それはともかく、順調に飛行しているようで何よりでした。8月1日に月遷移軌道に乗せるようなので、見守って行きたいと思います。チャンドラヤーン2号は2019年7月に打ち上げられ、月周回軌道に乗るところまではうまく行ったのですが、着陸船の降下中に通信が途絶えてしまいました。その後NASAから墜落痕が公開されています。日本のHAKUTO-Rも似た運命を辿ったのが記憶に新しいでしょう。ひとつひとつの失敗を次の成功に結びつけてほしいものです。

  • 20230726-0130JST_チャンドラヤーン3号

    A.26日1:30JST
  • 20230726-0200JST_チャンドラヤーン3号

    B.26日2:00JST
  • 20230726-0230JST_チャンドラヤーン3号

    C.26日2:30JST


今日の太陽2023/07/27

20230727太陽
昨夕日没後にきれいな上弦が見えたので観察準備をしていたら、いつの間にか雲がやって来て…それ以降、今日朝まで雲の多い空でした。午前中に快晴になったものの透明度が著しく落ち、雲が無いのに真っ白な空です。気象庁アメダス速報値の本日0時から15時までの集計による夏日地点数は906、真夏日地点数は803、猛暑日地点数は246、酷暑日地点数は0。この時点の最高気温は 大阪府・枚方ポイントの39.8度です。

20230727太陽リム
左は13:20頃の太陽。案の定ゲインを上げなくてはなりませんでした。左上の目立つ黒点群周囲は13386。その向こう側に新たな黒点も現れました。右リムに消える活動領域は多くても、左リムから順調に供給されてますね。

大きなプロミネンスはないけれど、期待できそうなダークフィラメントもたくさん出ています。右下のものはそろそろ光球外に見えそう。
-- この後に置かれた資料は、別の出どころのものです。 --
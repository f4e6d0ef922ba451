//! Particle life simulation engine: typed point particles on a 2-D torus,
//! an asymmetric pairwise force law, uniform-grid neighbor lookup, and
//! friction-damped Euler integration. Rendering and input handling live in
//! the consumers of this crate; the engine only turns a configuration and a
//! seed into per-step particle snapshots.

pub mod config;
pub mod engine;
pub mod forces;
pub mod grid;
pub mod integrator;
pub mod matrix;
pub mod particles;

pub use config::{ConfigError, SimConfig};
pub use engine::{Simulation, StepSnapshot};
pub use grid::SpatialGrid;
pub use matrix::InteractionMatrix;
pub use particles::{ParticleStore, Position, Velocity};
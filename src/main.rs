use particle_life_engine::{SimConfig, Simulation};
use std::time::{Duration, Instant};

// Headless runner: steps a seeded simulation and reports throughput.
// Usage: particle-life-engine [seed] [steps]
fn main() {
    env_logger::init();

    let config = SimConfig::load().expect("failed to load settings.toml");
    let seed: u64 = std::env::args()
        .nth(1)
        .and_then(|arg| arg.parse().ok())
        .unwrap_or(42);
    let steps: u64 = std::env::args()
        .nth(2)
        .and_then(|arg| arg.parse().ok())
        .unwrap_or(600);

    let mut simulation = Simulation::new(config, seed).expect("invalid configuration");
    log::info!(
        "running {} particles for {} steps (seed {})",
        simulation.particles().len(),
        steps,
        seed
    );

    let started = Instant::now();
    let mut window_start = Instant::now();
    let mut window_steps = 0u32;

    for _ in 0..steps {
        simulation.step();
        window_steps += 1;

        let elapsed = window_start.elapsed();
        if elapsed >= Duration::from_millis(500) {
            log::info!(
                "{:.1} steps/s",
                window_steps as f64 / elapsed.as_secs_f64()
            );
            window_start = Instant::now();
            window_steps = 0;
        }
    }

    let total = started.elapsed().as_secs_f64();
    let mean_speed = if simulation.particles().is_empty() {
        0.0
    } else {
        simulation
            .particles()
            .velocities
            .iter()
            .map(|v| v.norm())
            .sum::<f64>()
            / simulation.particles().len() as f64
    };
    log::info!(
        "finished {steps} steps in {total:.2}s ({:.1} steps/s), mean speed {mean_speed:.3}",
        steps as f64 / total
    );
}
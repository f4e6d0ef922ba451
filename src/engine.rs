use crate::config::{ConfigError, SimConfig};
use crate::forces;
use crate::grid::SpatialGrid;
use crate::integrator;
use crate::matrix::InteractionMatrix;
use crate::particles::{ParticleStore, Position};
use nalgebra::Vector2;
use rand::rngs::SmallRng;
use rand::SeedableRng;

/// Read-only view of the particle state after a step.
///
/// Borrowed from the engine: the next `step()` reorders the underlying
/// arrays in place, so the borrow checker retires a snapshot before the
/// state it points at can change.
pub struct StepSnapshot<'a> {
    pub positions: &'a [Position],
    pub types: &'a [u32],
}

/// The simulation engine: owns the particle state, the interaction matrix,
/// the spatial grid and the force buffer, and advances them in lock-step.
///
/// Construction validates the configuration and seeds the first run, so a
/// `Simulation` value is always in a steppable state.
pub struct Simulation {
    config: SimConfig,
    matrix: InteractionMatrix,
    particles: ParticleStore,
    grid: SpatialGrid,
    forces: Vec<Vector2<f64>>,
}

impl Simulation {
    /// Validates `config` and deterministically initializes the run from
    /// `seed`. A rejected configuration produces no engine state at all.
    pub fn new(config: SimConfig, seed: u64) -> Result<Self, ConfigError> {
        config.validate()?;
        let grid = SpatialGrid::new(config.map_size, config.cell_size);
        let mut simulation = Self {
            matrix: InteractionMatrix::zero(config.num_types),
            particles: ParticleStore::default(),
            grid,
            forces: Vec::new(),
            config,
        };
        simulation.reset(seed);
        Ok(simulation)
    }

    /// Re-seeds the run in place: a fresh generator draws the interaction
    /// matrix first, then the particle set, so identical seeds produce
    /// bit-identical state.
    pub fn reset(&mut self, seed: u64) {
        let mut rng = SmallRng::seed_from_u64(seed);
        self.matrix = InteractionMatrix::from_rng(self.config.num_types, &mut rng);
        self.particles = ParticleStore::from_rng(
            self.config.particle_count,
            self.config.map_size,
            self.config.num_types,
            &mut rng,
        );
        self.forces.clear();
        self.forces.resize(self.particles.len(), Vector2::zeros());
        log::debug!(
            "reset: seed={seed}, particles={}, types={}",
            self.particles.len(),
            self.config.num_types
        );
    }

    /// Advances exactly one tick: grid rebuild, then force accumulation,
    /// then integration, each phase completing before the next starts.
    pub fn step(&mut self) -> StepSnapshot<'_> {
        self.grid.rebuild(&mut self.particles);
        forces::accumulate(
            &self.grid,
            &self.particles,
            &self.matrix,
            &self.config,
            &mut self.forces,
        );
        integrator::integrate(&mut self.particles, &self.forces, &self.config);

        StepSnapshot {
            positions: &self.particles.positions,
            types: &self.particles.type_ids,
        }
    }

    /// Replaces the interaction matrix, e.g. with a crafted scenario table.
    pub fn set_matrix(&mut self, matrix: InteractionMatrix) -> Result<(), ConfigError> {
        if matrix.size() != self.config.num_types {
            return Err(ConfigError::InvalidConfig(
                "interaction matrix size must match num_types",
            ));
        }
        self.matrix = matrix;
        Ok(())
    }

    pub fn config(&self) -> &SimConfig {
        &self.config
    }

    pub fn matrix(&self) -> &InteractionMatrix {
        &self.matrix
    }

    pub fn particles(&self) -> &ParticleStore {
        &self.particles
    }

    pub fn grid(&self) -> &SpatialGrid {
        &self.grid
    }
}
左上のループが右リムに到達するまで持ちこたえるでしょうか?

20230727-1500JST_紀伊半島の鉄床雲
暑さのせいか各地で積乱雲が湧いているようですが、目を引いたのは紀伊半島を覆ってしまいそうな鉄床雲。左画像は本日15:00の気象衛星ひまわり画像です(画像元:RAMMB/画像処理・地図等は筆者)。赤点線円は東経135.5度・北緯34.3度を中心に描いた直径150km円。これ、きっと元々ひとつの積乱雲から発達したものなんでしょうね。こんなに大きくなるなんて驚きです。なにより丸く整っていて美しい…。